*Work task*:
Nothing but the lines holding the string "impl" should appear in the answer. Copy them from the entries.

Collected data
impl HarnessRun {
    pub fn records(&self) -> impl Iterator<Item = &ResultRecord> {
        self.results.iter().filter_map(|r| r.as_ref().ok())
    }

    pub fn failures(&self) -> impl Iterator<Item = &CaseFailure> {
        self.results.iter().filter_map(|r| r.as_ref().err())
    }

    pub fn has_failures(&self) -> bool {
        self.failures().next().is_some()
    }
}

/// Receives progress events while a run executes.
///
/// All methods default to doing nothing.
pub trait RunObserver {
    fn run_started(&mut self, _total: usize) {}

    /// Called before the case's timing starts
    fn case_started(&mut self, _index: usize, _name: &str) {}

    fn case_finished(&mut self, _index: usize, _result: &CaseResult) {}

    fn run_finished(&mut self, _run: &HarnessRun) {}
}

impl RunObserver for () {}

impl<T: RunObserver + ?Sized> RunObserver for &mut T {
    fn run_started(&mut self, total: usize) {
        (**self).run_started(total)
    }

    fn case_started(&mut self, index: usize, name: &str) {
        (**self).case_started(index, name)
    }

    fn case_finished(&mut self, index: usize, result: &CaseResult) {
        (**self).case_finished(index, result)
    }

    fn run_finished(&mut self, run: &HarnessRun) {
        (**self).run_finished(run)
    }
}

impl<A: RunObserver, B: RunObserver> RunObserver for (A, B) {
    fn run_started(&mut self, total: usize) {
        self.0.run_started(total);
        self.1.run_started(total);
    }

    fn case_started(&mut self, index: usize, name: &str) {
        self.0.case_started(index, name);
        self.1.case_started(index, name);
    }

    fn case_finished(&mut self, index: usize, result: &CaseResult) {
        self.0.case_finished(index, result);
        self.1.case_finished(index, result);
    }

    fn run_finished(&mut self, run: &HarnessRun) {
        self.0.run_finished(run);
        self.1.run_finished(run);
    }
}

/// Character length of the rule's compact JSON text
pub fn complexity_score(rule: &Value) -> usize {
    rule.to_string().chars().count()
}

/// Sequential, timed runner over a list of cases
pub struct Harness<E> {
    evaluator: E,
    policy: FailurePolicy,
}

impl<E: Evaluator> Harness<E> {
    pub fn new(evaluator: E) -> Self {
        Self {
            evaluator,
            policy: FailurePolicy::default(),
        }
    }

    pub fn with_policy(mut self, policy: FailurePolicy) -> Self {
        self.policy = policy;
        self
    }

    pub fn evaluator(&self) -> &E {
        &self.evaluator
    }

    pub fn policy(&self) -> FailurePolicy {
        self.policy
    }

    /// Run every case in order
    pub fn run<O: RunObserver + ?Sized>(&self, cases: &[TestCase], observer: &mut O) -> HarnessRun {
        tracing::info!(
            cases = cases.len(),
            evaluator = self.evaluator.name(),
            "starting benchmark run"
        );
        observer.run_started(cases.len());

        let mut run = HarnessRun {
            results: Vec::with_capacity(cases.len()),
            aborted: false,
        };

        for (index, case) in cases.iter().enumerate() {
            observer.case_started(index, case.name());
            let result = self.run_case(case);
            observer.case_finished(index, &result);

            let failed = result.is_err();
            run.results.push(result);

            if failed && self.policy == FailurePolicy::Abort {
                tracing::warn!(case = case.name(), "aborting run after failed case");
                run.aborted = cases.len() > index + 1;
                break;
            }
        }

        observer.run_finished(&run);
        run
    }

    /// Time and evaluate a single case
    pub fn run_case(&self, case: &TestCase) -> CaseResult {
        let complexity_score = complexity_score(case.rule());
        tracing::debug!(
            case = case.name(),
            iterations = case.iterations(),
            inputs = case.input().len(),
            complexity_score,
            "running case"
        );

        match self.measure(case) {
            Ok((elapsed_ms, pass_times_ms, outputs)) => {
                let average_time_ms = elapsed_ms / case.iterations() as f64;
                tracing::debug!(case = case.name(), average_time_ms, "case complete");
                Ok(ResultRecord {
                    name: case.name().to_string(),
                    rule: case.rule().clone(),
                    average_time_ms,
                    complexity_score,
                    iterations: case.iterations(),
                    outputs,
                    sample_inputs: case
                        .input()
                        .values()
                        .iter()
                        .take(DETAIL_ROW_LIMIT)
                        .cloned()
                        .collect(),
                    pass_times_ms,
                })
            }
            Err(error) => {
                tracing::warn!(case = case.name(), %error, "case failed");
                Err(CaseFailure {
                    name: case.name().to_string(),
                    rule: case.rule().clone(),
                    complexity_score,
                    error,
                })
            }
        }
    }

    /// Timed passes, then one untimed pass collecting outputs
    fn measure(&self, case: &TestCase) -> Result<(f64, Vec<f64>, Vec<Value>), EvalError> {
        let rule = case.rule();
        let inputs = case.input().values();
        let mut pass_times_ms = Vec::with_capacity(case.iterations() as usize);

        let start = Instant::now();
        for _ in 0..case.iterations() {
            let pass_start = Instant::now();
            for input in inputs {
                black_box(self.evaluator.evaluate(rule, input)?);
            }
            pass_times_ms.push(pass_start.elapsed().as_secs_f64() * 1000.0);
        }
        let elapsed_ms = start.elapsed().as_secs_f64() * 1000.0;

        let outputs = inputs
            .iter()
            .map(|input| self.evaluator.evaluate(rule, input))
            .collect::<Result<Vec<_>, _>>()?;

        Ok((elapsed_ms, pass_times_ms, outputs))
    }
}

*Exercise answer*:
impl HarnessRun {
    pub fn records(&self) -> impl Iterator<Item = &ResultRecord> {
    pub fn failures(&self) -> impl Iterator<Item = &CaseFailure> {
impl RunObserver for () {}
impl<T: RunObserver + ?Sized> RunObserver for &mut T {
impl<A: RunObserver, B: RunObserver> RunObserver for (A, B) {
impl<E: Evaluator> Harness<E> {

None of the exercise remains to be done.